Q: What are the benefits of opting for gilts?
A: Gilts
are a safe option, as they are backed by the Government.
The UK Government (like most governments around the
world) issues gilts when it wants to raise revenue
to fund its spending plans. Gilts are issued at a
set price and generally pay you a fixed interest rate
throughout a set term, after which their original
face value is repaid.
Q: Should I consider corporate bonds?
A: While
only governments can offer gilts, publicly quoted
companies can issue something very similar - corporate
bonds - and these could potentially pay higher returns
than gilts, although they carry a higher risk-reward
profile. Companies that want to raise money issue
bonds and agree to pay a fixed interest rate for a
pre-set period, after which they repay the original
face value.
Q: When do corporate bond funds pay out their income?
A: Many
funds pay twice a year or quarterly but several now
pay monthly.
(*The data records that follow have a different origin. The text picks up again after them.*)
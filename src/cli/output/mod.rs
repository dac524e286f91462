//! Terminal rendering of the insights aggregates. Every function returns the text instead of
//! printing so it can be checked without a terminal.

pub mod charts;
pub mod heatmap;

use ansi_term::Colour;

use crate::{history::entities::Status, insights::series::PointStatus};

/// Painting is skipped for plain output (tests, `--plain`, piping into files).
#[derive(Debug, Clone, Copy)]
pub struct Palette {
    pub colored: bool,
}

impl Palette {
    pub fn paint(&self, status: PointStatus, text: &str) -> String {
        if !self.colored {
            return text.to_string();
        }
        let colour = match status {
            PointStatus::None => Colour::Fixed(238),
            PointStatus::Green => Colour::Green,
            PointStatus::Blue => Colour::Blue,
            PointStatus::Red => Colour::Red,
        };
        colour.paint(text).to_string()
    }

    pub fn paint_status(&self, status: Status, text: &str) -> String {
        self.paint(point_status(status), text)
    }
}

pub fn point_status(status: Status) -> PointStatus {
    match status {
        Status::Green => PointStatus::Green,
        Status::Blue => PointStatus::Blue,
        Status::Red => PointStatus::Red,
    }
}

/// Glyph for a calendar square when colors are off.
pub fn status_glyph(status: PointStatus) -> &'static str {
    match status {
        PointStatus::None => "·",
        PointStatus::Green => "G",
        PointStatus::Blue => "B",
        PointStatus::Red => "R",
    }
}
Buying corporate bond trusts through
an ISA wrapper means you get the interest paid entirely
tax free.
Q: Should I consider National Savings products?
A: National
Savings offer special products to retired people and
should be considered if deemed appropriate, although
the current rates of return are not that high.
Q: Could distribution bonds be another option?
A: These
have fewer safety-first features. While the risks
can be higher, so too can the returns. Their aim is
to provide a rising ‘income’ over the
years, together with some capital gains.